The Advanced Leadership Training Program is a three-month commitment running from June through August 2026. It includes six interactive online sessions (two in June, two in July and two in August), led by Harvard faculty, conducted on Harvard's robust online learning platform. Participants are expected to attend all sessions, complete readings and written reflections, and actively engage with peers to reflect on leadership challenges and transform them into sources of insight and growth.
This program offers movement leaders a space to step back, reflect, and gain new perspectives on leadership. Participants will explore how to navigate ambiguity, make principled decisions, and reinterpret past leadership challenges as sources of insight and strength.
What You'll Experience
Live sessions led by Harvard faculty, grounded in real-world leadership challenges
Case-based discussions that bring complex leadership dilemmas to life
A global peer group offering diverse perspectives and experiences
Structured reflection to deepen personal leadership insights
Program Preview: Six Sessions
Begin your journey by connecting with peers and exploring how moments of failure can become catalysts for growth and renewed leadership purpose.
Gain a foundational understanding of adaptive leadership to navigate complexity and uncertainty and examine how leaders make decisions when there are no clear answers.
Explore how power operates in organizations and systems, and how leaders can mobilize people and resources in complex environments.
Examine how leaders approach difficult trade-offs and competing values, and reflect on what it means to act with integrity under pressure.
Discover the principles of interest-based negotiation and how leaders build alignment across differences without compromising core values.
Learn how storytelling and narrative can build trust, shape meaning, and mobilize communities in high-stake contexts.
Commitment
Participants are expected to:
Attend all six live sessions
Complete readings and short reflections
Write a discussion post synthesizing the content of each session in its context.
Comment for your home group peers. (Group allocation will based on your working areas, rather than geography)
Submit a final reflection connecting program insights to a personal leadership challenge
How to Get Involved
Applications for the spring 2026 Fundamentals of LGBTQI+ Movement Building Program are now open.
Lecturers
Mathias Risse is Berthold Beitz Professor in Human Rights, Global Affairs and Philosophy at Harvard University and Director of the Carr-Ryan Center for Human Rights. A political philosopher whose work spans global justice, ethics, and the philosophy of technology, his research explores questions of human rights, inequality, climate change, artificial intelligence, and the digital age. He is the author or co-author of six books, including On Global Justice and Political Theory of the Digital Age: Where Artificial Intelligence Might Take Us.

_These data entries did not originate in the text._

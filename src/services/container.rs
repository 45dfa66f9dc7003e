//! Service Container - Centralized service access.
//!
//! SOLID (SRP): Manages service lifecycle and access.
//! SOLID (DIP): Depends on service traits, not implementations.

use std::sync::Arc;

use super::{
    AuthService, Authenticator, BootstrapGate, ReportManager, ReportService, SetupGate,
    SuperUserManager, SuperUserService, UserManager, UserService,
};
use crate::config::Config;
use crate::infra::{Persistence, UnitOfWork};

/// Service container trait for dependency injection.
///
/// Provides centralized access to all application services.
pub trait ServiceContainer: Send + Sync {
    /// Get authentication service
    fn auth(&self) -> Arc<dyn AuthService>;

    /// Get user service
    fn users(&self) -> Arc<dyn UserService>;

    /// Get superuser service
    fn superusers(&self) -> Arc<dyn SuperUserService>;

    /// Get report service
    fn reports(&self) -> Arc<dyn ReportService>;

    /// Get bootstrap gate
    fn gate(&self) -> Arc<dyn SetupGate>;
}

/// Concrete implementation of ServiceContainer
#[derive(Clone)]
pub struct Services {
    auth_service: Arc<dyn AuthService>,
    user_service: Arc<dyn UserService>,
    superuser_service: Arc<dyn SuperUserService>,
    report_service: Arc<dyn ReportService>,
    setup_gate: Arc<dyn SetupGate>,
}

impl Services {
    /// Wire every service over one Unit of Work
    pub fn from_unit_of_work<U: UnitOfWork + 'static>(uow: Arc<U>, config: Config) -> Self {
        Self {
            auth_service: Arc::new(Authenticator::new(uow.clone(), config)),
            user_service: Arc::new(UserManager::new(uow.clone())),
            superuser_service: Arc::new(SuperUserManager::new(uow.clone())),
            report_service: Arc::new(ReportManager::new(uow.clone())),
            setup_gate: Arc::new(BootstrapGate::new(uow)),
        }
    }

    /// Create service container from database connection and config
    pub fn from_connection(db: sea_orm::DatabaseConnection, config: Config) -> Self {
        Self::from_unit_of_work(Arc::new(Persistence::new(db)), config)
    }
}

impl ServiceContainer for Services {
    fn auth(&self) -> Arc<dyn AuthService> {
        self.auth_service.clone()
    }

    fn users(&self) -> Arc<dyn UserService> {
        self.user_service.clone()
    }

    fn superusers(&self) -> Arc<dyn SuperUserService> {
        self.superuser_service.clone()
    }

    fn reports(&self) -> Arc<dyn ReportService> {
        self.report_service.clone()
    }

    fn gate(&self) -> Arc<dyn SetupGate> {
        self.setup_gate.clone()
    }
}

Julie Battilana is a professor of organizational behavior at Harvard Business School and social innovation at Harvard Kennedy School, where she is also the founder and faculty chair of the Social Innovation + Change Initiative. A leading scholar of organizational and social change, her research examines power, leadership, and the individuals and organizations that challenge the status quo to drive transformative change in society. She is the author of Power, for All: How It Really Works and Why It’s Everyone’s Business and Democratize Work: The Case for Reorganizing the Economy.

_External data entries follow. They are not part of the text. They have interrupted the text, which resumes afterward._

//! Password value object - Domain layer password handling.
//!
//! Two hashing policies exist: regular accounts use argon2 defaults, the
//! superuser path uses a higher memory and time cost. Verification reads the
//! parameters from the stored PHC string, so either hash verifies with the same
//! code path.

use argon2::{
    password_hash::{rand_core::OsRng, PasswordHash, PasswordHasher, PasswordVerifier, SaltString},
    Algorithm, Argon2, Params, Version,
};

use crate::config::{
    ELEVATED_ARGON2_MEMORY_KIB, ELEVATED_ARGON2_PARALLELISM, ELEVATED_ARGON2_TIME_COST,
    MIN_PASSWORD_LENGTH,
};
use crate::errors::{AppError, AppResult};

/// Hash that never verifies. Used when the account does not exist so that the
/// failed lookup costs the same as a wrong password.
const DUMMY_HASH: &str =
    "$argon2id$v=19$m=19456,t=2,p=1$ZHVtbXlzYWx0MTIzNDU2$0Y4tUWGkYvGOJsmCThQBmQ5L0yzJsPtlPuWM3a0K4vU";

/// Work factor applied when hashing.
#[derive(Debug, Clone, Copy, PartialEq, Eq)]
pub enum HashPolicy {
    /// Regular users and admins
    Standard,
    /// Superuser accounts
    Elevated,
}

/// Password value object that handles hashing and verification.
#[derive(Clone)]
pub struct Password {
    hash: String,
}

// Don't expose hash in debug output (security)
impl std::fmt::Debug for Password {
    fn fmt(&self, f: &mut std::fmt::Formatter<'_>) -> std::fmt::Result {
        f.debug_struct("Password")
            .field("hash", &"[REDACTED]")
            .finish()
    }
}

impl Password {
    /// Validate and hash a plain text password.
    ///
    /// # Errors
    /// Returns validation error if the password is blank or too short.
    pub fn new(plain_text: &str, policy: HashPolicy) -> AppResult<Self> {
        validate_plain(plain_text)?;
        let hash = Self::hash(plain_text, policy)?;
        Ok(Self { hash })
    }

    /// Hash on the blocking pool. Argon2 is CPU bound and must not stall the runtime.
    pub async fn hash_blocking(plain_text: String, policy: HashPolicy) -> AppResult<Self> {
        tokio::task::spawn_blocking(move || Self::new(&plain_text, policy))
            .await
            .map_err(|e| AppError::internal(format!("Password hashing task failed: {}", e)))?
    }

    /// Create a Password from an existing hash (from database).
    pub fn from_hash(hash: String) -> Self {
        Self { hash }
    }

    /// A hash that never matches any input.
    pub fn dummy() -> Self {
        Self::from_hash(DUMMY_HASH.to_string())
    }

    /// Get the hash string for storage.
    pub fn as_str(&self) -> &str {
        &self.hash
    }

    /// Consume and return the hash string.
    pub fn into_string(self) -> String {
        self.hash
    }

    /// Verify a plain text password against this hash.
    pub fn verify(&self, plain_text: &str) -> bool {
        Self::verify_hash(plain_text, &self.hash).unwrap_or(false)
    }

    /// Verify on the blocking pool.
    pub async fn verify_blocking(self, plain_text: String) -> AppResult<bool> {
        tokio::task::spawn_blocking(move || self.verify(&plain_text))
            .await
            .map_err(|e| AppError::internal(format!("Password verification task failed: {}", e)))
    }

    fn hash(plain_text: &str, policy: HashPolicy) -> AppResult<String> {
        let salt = SaltString::generate(&mut OsRng);
        let hash = Self::argon2(policy)?
            .hash_password(plain_text.as_bytes(), &salt)
            .map_err(|e| AppError::internal(format!("Password hash failed: {}", e)))?;
        Ok(hash.to_string())
    }

    fn verify_hash(plain_text: &str, hash: &str) -> AppResult<bool> {
        let parsed = PasswordHash::new(hash)
            .map_err(|e| AppError::internal(format!("Invalid hash format: {}", e)))?;
        // Params come from the PHC string; the instance defaults are irrelevant here.
        Ok(Argon2::default()
            .verify_password(plain_text.as_bytes(), &parsed)
            .is_ok())
    }

    fn argon2(policy: HashPolicy) -> AppResult<Argon2<'static>> {
        match policy {
            HashPolicy::Standard => Ok(Argon2::default()),
            HashPolicy::Elevated => {
                let params = Params::new(
                    ELEVATED_ARGON2_MEMORY_KIB,
                    ELEVATED_ARGON2_TIME_COST,
                    ELEVATED_ARGON2_PARALLELISM,
                    None,
                )
                .map_err(|e| AppError::internal(format!("Invalid Argon2 params: {}", e)))?;
                Ok(Argon2::new(Algorithm::Argon2id, Version::V0x13, params))
            }
        }
    }
}

/// Password rules shared by every account type.
pub fn validate_plain(plain_text: &str) -> AppResult<()> {
    if plain_text.is_empty() {
        return Err(AppError::validation("Password is required"));
    }
    if plain_text.chars().count() < MIN_PASSWORD_LENGTH {
        return Err(AppError::validation(format!(
            "Password must be at least {} characters long",
            MIN_PASSWORD_LENGTH
        )));
    }
    Ok(())
}

impl From<Password> for String {
    fn from(password: Password) -> Self {
        password.hash
    }
}

impl PartialEq for Password {
    fn eq(&self, other: &Self) -> bool {
        self.hash == other.hash
    }
}

impl Eq for Password {}

#[cfg(test)]
mod tests {
    use super::*;

    #[test]
    fn test_password_hash_and_verify() {
        let plain = "SecurePassword123!";
        let password = Password::new(plain, HashPolicy::Standard).unwrap();

        assert_ne!(password.as_str(), plain);
        assert!(password.verify(plain));
        assert!(!password.verify("WrongPassword123"));
    }

    #[test]
    fn test_elevated_policy_uses_stronger_params() {
        let standard = Password::new("secret-one", HashPolicy::Standard).unwrap();
        let elevated = Password::new("secret-one", HashPolicy::Elevated).unwrap();

        assert!(standard.as_str().contains("m=19456,t=2"));
        assert!(elevated.as_str().contains("m=65536,t=3"));
        assert!(elevated.verify("secret-one"));
    }

    #[test]
    fn test_password_from_hash() {
        let plain = "TestPassword123";
        let password = Password::new(plain, HashPolicy::Standard).unwrap();
        let restored = Password::from_hash(password.into_string());
        assert!(restored.verify(plain));
    }

    #[test]
    fn test_same_password_different_salts() {
        let plain = "SamePassword123";
        let pass1 = Password::new(plain, HashPolicy::Standard).unwrap();
        let pass2 = Password::new(plain, HashPolicy::Standard).unwrap();

        assert_ne!(pass1.as_str(), pass2.as_str());
        assert!(pass1.verify(plain));
        assert!(pass2.verify(plain));
    }

    #[test]
    fn test_password_too_short() {
        assert!(Password::new("12345", HashPolicy::Standard).is_err());
        assert!(Password::new("", HashPolicy::Elevated).is_err());
    }

    #[test]
    fn test_password_minimum_length() {
        assert!(Password::new("123456", HashPolicy::Standard).is_ok());
    }

    #[test]
    fn test_dummy_never_verifies() {
        assert!(!Password::dummy().verify(""));
        assert!(!Password::dummy().verify("dummy"));
    }

    #[tokio::test]
    async fn test_blocking_helpers() {
        let password = Password::hash_blocking("off-runtime".into(), HashPolicy::Standard)
            .await
            .unwrap();
        assert!(password.verify_blocking("off-runtime".into()).await.unwrap());
    }
}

Monica Giannone is an Adjunct Lecturer in Public Policy at the Harvard Kennedy School and founding Director of the Negotiation and Conflict Resolution Collaboratory at the Center for Public Leadership. A negotiation expert and educator, her work focuses on international climate negotiations, conflict resolution, process design, and power in negotiation. Through initiatives including Turn the Tide and Why It Worked, she leads global research, training, and coaching programs that equip negotiators, policymakers, and civic leaders to navigate complex, high-stakes conflicts and multilateral negotiations.
Timothy Patrick McCarthy is an award-winning historian, educator, and human rights defender who has taught at Harvard University since 1998. At the Graduate School of Education, he is Faculty Chair of The B.R.A.V.E. Institute, and at the Kennedy School of Government, where he was the first openly gay faculty member, he is Faculty Chair of the Global LGBTQI+ Human Rights Program at the Carr-Ryan Center.